**Description of the task:** Starting at the top of the entries, restate word for word each line up to and including the one with "produced no payload.".

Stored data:

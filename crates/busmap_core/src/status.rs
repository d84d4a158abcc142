use serde::Serialize;

use crate::FeedError;

/// Summary state of one feed ingestion.
#[derive(Debug, Clone, Copy, PartialEq, Eq, Serialize)]
#[serde(rename_all = "snake_case")]
pub enum FeedStatus {
    Ok,
    /// Parsed with skipped records, or nothing usable; whatever parsed is committed.
    Incomplete,
    /// Rejected as a whole; nothing committed.
    Malformed,
    /// The source produced no payload.
    Unavailable,
}

impl FeedStatus {
    pub fn from_error(error: &FeedError) -> Self {
        match error {
            FeedError::Malformed { .. } => FeedStatus::Malformed,
            FeedError::Incomplete { .. } => FeedStatus::Incomplete,
        }
    }

    pub fn is_parsed_successfully(self) -> bool {
        matches!(self, FeedStatus::Ok)
    }

    /// True when at least part of the feed may have reached the network.
    pub fn has_committed_data(self) -> bool {
        matches!(self, FeedStatus::Ok | FeedStatus::Incomplete)
    }
}
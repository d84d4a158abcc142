use criterion::{black_box, criterion_group, criterion_main, Criterion};
use busmap_core::{LatLon, StopRegistry};

/// A grid of stops roughly 100 m apart around downtown Vancouver.
fn generate_registry(rows: u32, cols: u32) -> StopRegistry {
    let mut registry = StopRegistry::new();
    for row in 0..rows {
        for col in 0..cols {
            let number = 50_000 + row * cols + col;
            let location = LatLon::new(
                49.20 + f64::from(row) * 0.0009,
                -123.25 + f64::from(col) * 0.0014,
            );
            registry.get_or_create_with(number, format!("STOP {}", number), location);
        }
    }
    registry
}

fn benchmark_nearest(c: &mut Criterion) {
    // 10,000 stops, about the size of the regional network
    let registry = generate_registry(100, 100);
    let point = LatLon::new(49.2609, -123.1375);

    c.bench_function("nearest_stop_10000_stops", |b| {
        b.iter(|| registry.nearest_to_default(black_box(point)))
    });
    c.bench_function("nearest_stop_10000_stops_500m", |b| {
        b.iter(|| registry.nearest_to(black_box(point), 500.0))
    });
}

criterion_group!(benches, benchmark_nearest);
criterion_main!(benches);
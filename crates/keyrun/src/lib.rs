//! # Keyrun
//!
//! Host-side plumbing for talking to a keyed remote device: a byte transport,
//! and a `Remote` that issues calls and matches replies in request order.

pub mod mock_transport;
pub mod remote;
pub mod transport;

pub use remote::Remote;
pub use transport::Transport;
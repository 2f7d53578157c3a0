//! Scalar schema macros.

/// Defines the scalar types supported by the format.
/// Arguments passed to callback:
/// 1. Rust Type
/// 2. `Value` / `ScalarType` Variant
/// 3. `as_*` Method Name
macro_rules! for_each_scalar {
    ($m:ident) => {
        $m!(u8,  U8,  as_u8);
        $m!(u16, U16, as_u16);
        $m!(u32, U32, as_u32);
        $m!(u64, U64, as_u64);
        $m!(i8,  I8,  as_i8);
        $m!(i16, I16, as_i16);
        $m!(i32, I32, as_i32);
        $m!(i64, I64, as_i64);
    };
}

/// Generates `From<T> for Value` and a checked `TryFrom<Value> for T`.
///
/// The checked conversion accepts any variant whose numeric value fits in `T`,
/// so a handler declared on `int16` may read its argument as `i32` or `u8`.
macro_rules! impl_value_conversions {
    ($ty:ty, $var:ident, $as_name:ident) => {
        impl From<$ty> for crate::types::Value {
            #[inline]
            fn from(v: $ty) -> Self {
                crate::types::Value::$var(v)
            }
        }

        impl TryFrom<crate::types::Value> for $ty {
            type Error = crate::types::Error;

            #[inline]
            fn try_from(v: crate::types::Value) -> crate::types::Result<Self> {
                <$ty>::try_from(v.as_i128()).map_err(|_| crate::types::Error::OutOfRange {
                    ty: crate::types::ScalarType::$var,
                    value: v.as_i128(),
                })
            }
        }

        impl crate::types::Value {
            /// Reads the value as this Rust type, failing if it does not fit.
            #[inline]
            pub fn $as_name(self) -> crate::types::Result<$ty> {
                <$ty>::try_from(self)
            }
        }
    };
}

pub(crate) use for_each_scalar;
pub(crate) use impl_value_conversions;
//! # KeyRPC
//!
//! Positional, schema-driven calls over raw bytes.
//!
//! ## Architecture
//!
//! A `Keyring` is an ordered list of native signatures; the position of a signature is
//! its key and doubles as the packet header. The packet codec turns `(key, args)` into
//! `header ++ payload` using `keypack` scalars, and the `Dispatcher` runs
//! decode, invoke and encode for inbound packets against a table of handlers.
//!
//! Two keyrings may coexist in one process: one for calls this side receives and one
//! for calls it issues. They never merge; each has its own key space and wire policy.

pub mod dispatch;
pub mod error;
pub mod keyring;
pub mod loader;
pub mod packet;
pub mod signature;

pub use keypack::Endianness;
pub use keypack::Representation;
pub use keypack::ScalarType;
pub use keypack::Value;

pub use dispatch::Dispatcher;
pub use dispatch::Handler;
pub use dispatch::HandlerTable;
pub use dispatch::ReplyMode;
pub use error::Error;
pub use error::Result;
pub use keyring::HeaderWidth;
pub use keyring::Keyring;
pub use keyring::KeyringBuilder;
pub use loader::PacketLoader;
pub use loader::PacketStatus;
pub use packet::Call;
pub use packet::decode_call;
pub use packet::encode_call;
pub use signature::Descriptor;
pub use signature::Signature;

pub use packet::decode_call as unpack;
pub use packet::encode_call as pack;
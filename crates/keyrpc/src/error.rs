//! # Error Definitions
//!
//! The central ledger of all call-encoding, decoding and dispatch failures.
//!
//! Every variant carries the key and the byte counts involved so a failure can be
//! lined up against a captured transport trace.

use keypack::ScalarType;

/// Failures of the keyring, packet codec and dispatcher.
#[derive(Debug, Clone, PartialEq, Eq)]
pub enum Error {
    /// The key has no descriptor in the keyring.
    UnknownKey { key: usize, count: usize },
    /// The number of arguments differs from the descriptor's parameter count.
    ArityMismatch { key: usize, expected: usize, found: usize },
    /// A handler result disagrees with the declared return type
    /// (a value from a fire-and-forget handler, or none where one is declared).
    TypeMismatch { key: usize, expected: Option<ScalarType>, found: Option<ScalarType> },
    /// A value does not fit in its slot. `index` is the argument position,
    /// or `None` for a return value.
    OutOfRange { key: usize, index: Option<usize>, ty: ScalarType, value: i128 },
    /// Fewer bytes than the header plus the payload of `key`.
    /// `key` is `None` when even the header is incomplete.
    TruncatedPacket { key: Option<usize>, expected: usize, found: usize },
    /// More bytes than the header plus the payload of `key`.
    TrailingData { key: usize, expected: usize, found: usize },
    /// The keyring needs a header wider than `max_width` bytes.
    TooManySignatures { count: usize, max_width: usize },
    /// The key has a descriptor but no handler was bound to it.
    UnregisteredKey { key: usize },
}

impl std::fmt::Display for Error {
    fn fmt(&self, f: &mut std::fmt::Formatter<'_>) -> std::fmt::Result {
        match self {
            Error::UnknownKey { key, count } => {
                write!(f, "unknown key {} (keyring holds {} signatures)", key, count)
            }
            Error::ArityMismatch { key, expected, found } => {
                write!(f, "key {}: expected {} arguments, found {}", key, expected, found)
            }
            Error::TypeMismatch { key, expected, found } => write!(
                f,
                "key {}: expected return {}, handler produced {}",
                key,
                type_desc(expected),
                type_desc(found)
            ),
            Error::OutOfRange { key, index: Some(i), ty, value } => {
                write!(f, "key {}: argument {} value {} does not fit in {}", key, i, value, ty)
            }
            Error::OutOfRange { key, index: None, ty, value } => {
                write!(f, "key {}: return value {} does not fit in {}", key, value, ty)
            }
            Error::TruncatedPacket { key: Some(key), expected, found } => {
                write!(f, "key {}: truncated packet, expected {} bytes, found {}", key, expected, found)
            }
            Error::TruncatedPacket { key: None, expected, found } => {
                write!(f, "truncated header, expected {} bytes, found {}", expected, found)
            }
            Error::TrailingData { key, expected, found } => write!(
                f,
                "key {}: {} trailing bytes after the {} byte packet",
                key,
                found - expected,
                expected
            ),
            Error::TooManySignatures { count, max_width } => write!(
                f,
                "{} signatures cannot be addressed by a {} byte header",
                count, max_width
            ),
            Error::UnregisteredKey { key } => write!(f, "no handler bound to key {}", key),
        }
    }
}

impl std::error::Error for Error {}

fn type_desc(ty: &Option<ScalarType>) -> &'static str {
    match ty {
        Some(ty) => ty.name(),
        None => "nothing",
    }
}

/// A specialized Result type for keyring operations.
pub type Result<T> = std::result::Result<T, Error>;
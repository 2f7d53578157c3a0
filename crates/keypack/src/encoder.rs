use crate::codec;
use crate::types::Endianness;
use crate::types::Representation;
use crate::types::Result;
use crate::types::ScalarType;
use crate::types::Value;

/// An append-only encoder bound to one byte order and one signed representation.
///
/// Nothing is written on a failed call, so a rejected value leaves the buffer as it was.
#[derive(Debug, Clone)]
pub struct Encoder {
    buf: Vec<u8>,
    endianness: Endianness,
    repr: Representation,
}

impl Encoder {
    /// Creates a new encoder with default capacity.
    pub fn new(endianness: Endianness, repr: Representation) -> Self {
        Self::with_capacity(endianness, repr, 16)
    }

    pub fn with_capacity(endianness: Endianness, repr: Representation, capacity: usize) -> Self {
        Self { buf: Vec::with_capacity(capacity), endianness, repr }
    }

    pub fn endianness(&self) -> Endianness {
        self.endianness
    }

    pub fn representation(&self) -> Representation {
        self.repr
    }

    /// Encodes `value` as its own type.
    ///
    /// # Errors
    /// See `codec::encode`.
    pub fn value(&mut self, value: Value) -> Result<&mut Self> {
        codec::encode(value, self.endianness, self.repr, &mut self.buf)?;
        Ok(self)
    }

    /// Encodes `value` into a slot of type `ty`, range-checking first.
    ///
    /// # Errors
    /// Returns `Error::OutOfRange` if `value` does not fit in `ty`.
    pub fn scalar(&mut self, ty: ScalarType, value: Value) -> Result<&mut Self> {
        let value = ty.coerce(value, self.repr)?;
        self.value(value)
    }

    /// Encodes a raw unsigned integer of `width` bytes (used for packet headers).
    pub fn unsigned(&mut self, raw: u64, width: usize) -> &mut Self {
        codec::encode_unsigned(raw, width, self.endianness, &mut self.buf);
        self
    }

    pub fn len(&self) -> usize {
        self.buf.len()
    }

    pub fn is_empty(&self) -> bool {
        self.buf.is_empty()
    }

    pub fn as_bytes(&self) -> &[u8] {
        &self.buf
    }

    /// Consumes the encoder and returns the final byte vector.
    pub fn into_bytes(self) -> Vec<u8> {
        self.buf
    }
}
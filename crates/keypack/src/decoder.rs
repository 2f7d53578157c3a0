use crate::codec;
use crate::types::Endianness;
use crate::types::Error;
use crate::types::Representation;
use crate::types::Result;
use crate::types::ScalarType;
use crate::types::Value;

/// A zero-copy, bounds-checked cursor over a byte slice.
///
/// Reading advances the cursor. `position()` counts bytes consumed since
/// construction, so errors can point at the offending byte of a packet.
///
/// # Errors
/// All read operations return `Error::UnexpectedEnd` if the buffer is exhausted,
/// without advancing.
#[derive(Debug, Clone)]
pub struct Decoder<'a> {
    buf: &'a [u8],
    position: usize,
    endianness: Endianness,
    repr: Representation,
}

impl<'a> Decoder<'a> {
    /// Creates a decoder over the slice.
    pub fn new(buf: &'a [u8], endianness: Endianness, repr: Representation) -> Self {
        Self { buf, position: 0, endianness, repr }
    }

    /// Returns the number of unread bytes.
    pub fn remaining(&self) -> usize {
        self.buf.len()
    }

    /// Returns the offset of the next unread byte.
    pub fn position(&self) -> usize {
        self.position
    }

    /// Returns the unread bytes without advancing.
    pub fn rest(&self) -> &'a [u8] {
        self.buf
    }

    fn read_bytes(&mut self, n: usize) -> Result<&'a [u8]> {
        if n > self.buf.len() {
            return Err(Error::UnexpectedEnd {
                position: self.position,
                needed: n,
                remaining: self.buf.len(),
            });
        }
        let (head, tail) = self.buf.split_at(n);
        self.buf = tail;
        self.position += n;
        Ok(head)
    }

    /// Decodes one scalar of type `ty`.
    pub fn scalar(&mut self, ty: ScalarType) -> Result<Value> {
        let bytes = self.read_bytes(ty.width())?;
        Ok(codec::decode(bytes, ty, self.endianness, self.repr))
    }

    /// Decodes a raw unsigned integer of `width` bytes (used for packet headers).
    pub fn unsigned(&mut self, width: usize) -> Result<u64> {
        let bytes = self.read_bytes(width)?;
        Ok(codec::decode_unsigned(bytes, self.endianness))
    }
}
//! # Packet Codec
//!
//! Serializes a keyed call to bytes and back.
//!
//! ## Wire Format
//! - `Packet = Header ++ Payload`
//! - `Header`: the key as an unsigned integer of `header_width()` bytes.
//! - `Payload`: each argument at the fixed width of its parameter type, in declared order.
//!
//! No length prefix, no checksum, no delimiter. Framing belongs to the transport.
//!
//! ## Invariants
//! - **Pure**: Encode and decode never mutate shared state; a failure leaves nothing behind.
//! - **Exact Length**: `decode_call` rejects both short (`TruncatedPacket`) and long
//!   (`TrailingData`) buffers.

use keypack::Value;

use crate::error::Error;
use crate::error::Result;
use crate::keyring::Keyring;

/// A decoded call: the key and its arguments, typed per the descriptor.
#[derive(Debug, Clone, PartialEq, Eq)]
pub struct Call {
    pub key: usize,
    pub args: Vec<Value>,
}

/// Encodes `header(key) ++ args[0] ++ ... ++ args[n-1]`.
///
/// Each argument is range-checked and converted into its parameter type, so
/// `Value::I32(200)` may fill a `uint8` slot.
///
/// # Errors
/// - `Error::UnknownKey` if the key is out of range.
/// - `Error::ArityMismatch` if `args.len()` differs from the parameter count.
/// - `Error::OutOfRange` if an argument does not fit its parameter.
pub fn encode_call(keyring: &Keyring, key: usize, args: &[Value]) -> Result<Vec<u8>> {
    let desc = keyring.signature_at(key)?;
    let params = desc.params();

    if args.len() != params.len() {
        return Err(Error::ArityMismatch { key, expected: params.len(), found: args.len() });
    }

    let mut enc = keyring.encoder();
    enc.unsigned(key as u64, keyring.header_width());

    for (index, (ty, arg)) in params.iter().zip(args).enumerate() {
        enc.scalar(*ty, *arg).map_err(|_| Error::OutOfRange {
            key,
            index: Some(index),
            ty: *ty,
            value: arg.as_i128(),
        })?;
    }

    Ok(enc.into_bytes())
}

/// Decodes exactly one packet spanning all of `bytes`.
///
/// # Errors
/// - `Error::TruncatedPacket` if the header or payload is short.
/// - `Error::UnknownKey` if the header names no descriptor.
/// - `Error::TrailingData` if bytes remain after the payload.
pub fn decode_call(keyring: &Keyring, bytes: &[u8]) -> Result<Call> {
    let (call, used) = decode_prefix(keyring, bytes)?;
    if used != bytes.len() {
        return Err(Error::TrailingData { key: call.key, expected: used, found: bytes.len() });
    }
    Ok(call)
}

/// Decodes the first packet of `bytes`, returning it with the number of bytes it spans.
///
/// Anything after that packet is left untouched, which lets a caller walk a buffer of
/// back-to-back packets.
///
/// # Errors
/// As `decode_call`, minus `TrailingData`.
pub fn decode_prefix(keyring: &Keyring, bytes: &[u8]) -> Result<(Call, usize)> {
    let header_width = keyring.header_width();
    let mut dec = keyring.decoder(bytes);

    let key = dec
        .unsigned(header_width)
        .map_err(|_| Error::TruncatedPacket { key: None, expected: header_width, found: bytes.len() })?;
    let key = usize::try_from(key).map_err(|_| Error::UnknownKey { key: usize::MAX, count: keyring.len() })?;

    let desc = keyring.signature_at(key)?;
    let expected = header_width + desc.payload_width();
    if bytes.len() < expected {
        return Err(Error::TruncatedPacket { key: Some(key), expected, found: bytes.len() });
    }

    let mut args = Vec::with_capacity(desc.params().len());
    for ty in desc.params() {
        // Length was checked above, a short read here is a bug.
        let value = dec
            .scalar(*ty)
            .map_err(|_| Error::TruncatedPacket { key: Some(key), expected, found: bytes.len() })?;
        args.push(value);
    }

    Ok((Call { key, args }, expected))
}

/// Peeks the key of a possibly incomplete packet.
///
/// Returns `Ok(None)` while fewer than `header_width()` bytes are present.
///
/// # Errors
/// Returns `Error::UnknownKey` as soon as the header names no descriptor.
pub fn peek_key(keyring: &Keyring, bytes: &[u8]) -> Result<Option<usize>> {
    let mut dec = keyring.decoder(bytes);
    let Ok(key) = dec.unsigned(keyring.header_width()) else {
        return Ok(None);
    };
    let key = usize::try_from(key).map_err(|_| Error::UnknownKey { key: usize::MAX, count: keyring.len() })?;
    keyring.signature_at(key)?;
    Ok(Some(key))
}
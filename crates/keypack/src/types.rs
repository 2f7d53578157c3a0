use std::fmt;
use std::str::FromStr;

use crate::macros::for_each_scalar;
use crate::macros::impl_value_conversions;

/// Keypack encoding and decoding errors.
#[derive(Debug, Clone, PartialEq, Eq)]
pub enum Error {
    /// Buffer exhausted while reading.
    UnexpectedEnd { position: usize, needed: usize, remaining: usize },
    /// The value cannot be represented by the scalar type under the active policy.
    OutOfRange { ty: ScalarType, value: i128 },
    /// String does not name a known byte order.
    InvalidEndianness(String),
    /// String does not name a known signed representation.
    InvalidRepresentation(String),
}

impl fmt::Display for Error {
    fn fmt(&self, f: &mut fmt::Formatter<'_>) -> fmt::Result {
        match self {
            Error::UnexpectedEnd { position, needed, remaining } => write!(
                f,
                "unexpected end of buffer at byte {}: needed {}, {} remaining",
                position, needed, remaining
            ),
            Error::OutOfRange { ty, value } => write!(f, "value {} does not fit in {}", value, ty),
            Error::InvalidEndianness(s) => write!(f, "unknown endianness '{}'", s),
            Error::InvalidRepresentation(s) => write!(f, "unknown signed representation '{}'", s),
        }
    }
}

impl std::error::Error for Error {}

/// Specialized `Result` for Keypack operations.
pub type Result<T> = std::result::Result<T, Error>;

/// Byte order of multi-byte scalars.
#[derive(Debug, Clone, Copy, PartialEq, Eq, Hash, Default)]
pub enum Endianness {
    #[default]
    Little,
    Big,
}

impl FromStr for Endianness {
    type Err = Error;

    fn from_str(s: &str) -> Result<Self> {
        match s {
            "little" | "little_endian" | "le" => Ok(Endianness::Little),
            "big" | "big_endian" | "be" => Ok(Endianness::Big),
            _ => Err(Error::InvalidEndianness(s.to_string())),
        }
    }
}

/// Encoding of negative values for signed scalars.
///
/// Zero and positive values encode identically under both policies.
#[derive(Debug, Clone, Copy, PartialEq, Eq, Hash, Default)]
pub enum Representation {
    /// Standard wraparound arithmetic: `-v` is `2^bits - v`.
    #[default]
    TwosComplement,
    /// Bitwise complement of the magnitude: `-v` is `!v`.
    ///
    /// Cannot represent the two's-complement minimum of a width, and has a
    /// negative zero (all ones) which decodes to `0`.
    OnesComplement,
}

impl FromStr for Representation {
    type Err = Error;

    /// Both `twos_complement` and `two_complement` name the same policy.
    fn from_str(s: &str) -> Result<Self> {
        match s {
            "twos_complement" | "two_complement" | "twos-complement" | "two-complement" => {
                Ok(Representation::TwosComplement)
            }
            "ones_complement" | "one_complement" | "ones-complement" | "one-complement" => {
                Ok(Representation::OnesComplement)
            }
            _ => Err(Error::InvalidRepresentation(s.to_string())),
        }
    }
}

/// The type of a single wire slot.
#[derive(Debug, Clone, Copy, PartialEq, Eq, Hash)]
pub enum ScalarType {
    U8,
    U16,
    U32,
    U64,
    I8,
    I16,
    I32,
    I64,
}

impl ScalarType {
    /// Every supported type, unsigned first.
    pub const ALL: [ScalarType; 8] = [
        ScalarType::U8,
        ScalarType::U16,
        ScalarType::U32,
        ScalarType::U64,
        ScalarType::I8,
        ScalarType::I16,
        ScalarType::I32,
        ScalarType::I64,
    ];

    /// Encoded size in bytes.
    pub const fn width(self) -> usize {
        match self {
            ScalarType::U8 | ScalarType::I8 => 1,
            ScalarType::U16 | ScalarType::I16 => 2,
            ScalarType::U32 | ScalarType::I32 => 4,
            ScalarType::U64 | ScalarType::I64 => 8,
        }
    }

    pub const fn bits(self) -> u32 {
        (self.width() * 8) as u32
    }

    pub const fn is_signed(self) -> bool {
        matches!(self, ScalarType::I8 | ScalarType::I16 | ScalarType::I32 | ScalarType::I64)
    }

    /// Mask selecting the low `bits()` bits of a raw word.
    pub const fn mask(self) -> u64 {
        if self.width() == 8 { u64::MAX } else { (1u64 << self.bits()) - 1 }
    }

    /// Smallest value representable under `repr`.
    pub const fn min(self, repr: Representation) -> i128 {
        if !self.is_signed() {
            return 0;
        }
        let half = 1i128 << (self.bits() - 1);
        match repr {
            Representation::TwosComplement => -half,
            Representation::OnesComplement => -(half - 1),
        }
    }

    /// Largest representable value; independent of the representation.
    pub const fn max(self) -> i128 {
        if self.is_signed() {
            (1i128 << (self.bits() - 1)) - 1
        } else {
            (1i128 << self.bits()) - 1
        }
    }

    /// Converts `value` into this type, checking it fits under `repr`.
    ///
    /// # Errors
    /// Returns `Error::OutOfRange` if the numeric value is outside `[min, max]`.
    pub fn coerce(self, value: Value, repr: Representation) -> Result<Value> {
        self.coerce_i128(value.as_i128(), repr)
    }

    /// Like `coerce`, for a plain integer.
    pub fn coerce_i128(self, value: i128, repr: Representation) -> Result<Value> {
        if value < self.min(repr) || value > self.max() {
            return Err(Error::OutOfRange { ty: self, value });
        }
        Ok(Value::from_i128_unchecked(self, value))
    }

    pub const fn name(self) -> &'static str {
        match self {
            ScalarType::U8 => "uint8",
            ScalarType::U16 => "uint16",
            ScalarType::U32 => "uint32",
            ScalarType::U64 => "uint64",
            ScalarType::I8 => "int8",
            ScalarType::I16 => "int16",
            ScalarType::I32 => "int32",
            ScalarType::I64 => "int64",
        }
    }
}

impl fmt::Display for ScalarType {
    fn fmt(&self, f: &mut fmt::Formatter<'_>) -> fmt::Result {
        f.write_str(self.name())
    }
}

/// A typed scalar value.
#[derive(Debug, Clone, Copy, PartialEq, Eq, Hash)]
pub enum Value {
    U8(u8),
    U16(u16),
    U32(u32),
    U64(u64),
    I8(i8),
    I16(i16),
    I32(i32),
    I64(i64),
}

impl Value {
    pub const fn ty(&self) -> ScalarType {
        match self {
            Value::U8(_) => ScalarType::U8,
            Value::U16(_) => ScalarType::U16,
            Value::U32(_) => ScalarType::U32,
            Value::U64(_) => ScalarType::U64,
            Value::I8(_) => ScalarType::I8,
            Value::I16(_) => ScalarType::I16,
            Value::I32(_) => ScalarType::I32,
            Value::I64(_) => ScalarType::I64,
        }
    }

    /// The numeric value, widened so every variant fits.
    pub const fn as_i128(&self) -> i128 {
        match *self {
            Value::U8(v) => v as i128,
            Value::U16(v) => v as i128,
            Value::U32(v) => v as i128,
            Value::U64(v) => v as i128,
            Value::I8(v) => v as i128,
            Value::I16(v) => v as i128,
            Value::I32(v) => v as i128,
            Value::I64(v) => v as i128,
        }
    }

    /// Caller guarantees `value` lies within `ty`'s range.
    pub(crate) const fn from_i128_unchecked(ty: ScalarType, value: i128) -> Value {
        match ty {
            ScalarType::U8 => Value::U8(value as u8),
            ScalarType::U16 => Value::U16(value as u16),
            ScalarType::U32 => Value::U32(value as u32),
            ScalarType::U64 => Value::U64(value as u64),
            ScalarType::I8 => Value::I8(value as i8),
            ScalarType::I16 => Value::I16(value as i16),
            ScalarType::I32 => Value::I32(value as i32),
            ScalarType::I64 => Value::I64(value as i64),
        }
    }
}

impl fmt::Display for Value {
    fn fmt(&self, f: &mut fmt::Formatter<'_>) -> fmt::Result {
        write!(f, "{}", self.as_i128())
    }
}

for_each_scalar!(impl_value_conversions);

**Result:**
filename crates/busmap_core/src/status.rs
repository d84d4a158abcc142
use serde::Serialize;

use crate::FeedError;

/// Summary state of one feed ingestion.
#[derive(Debug, Clone, Copy, PartialEq, Eq, Serialize)]
#[serde(rename_all = "snake_case")]
pub enum FeedStatus {
    Ok,
    /// Parsed with skipped records, or nothing usable; whatever parsed is committed.
    Incomplete,
    /// Rejected as a whole; nothing committed.
    Malformed,
    /// The source produced no payload.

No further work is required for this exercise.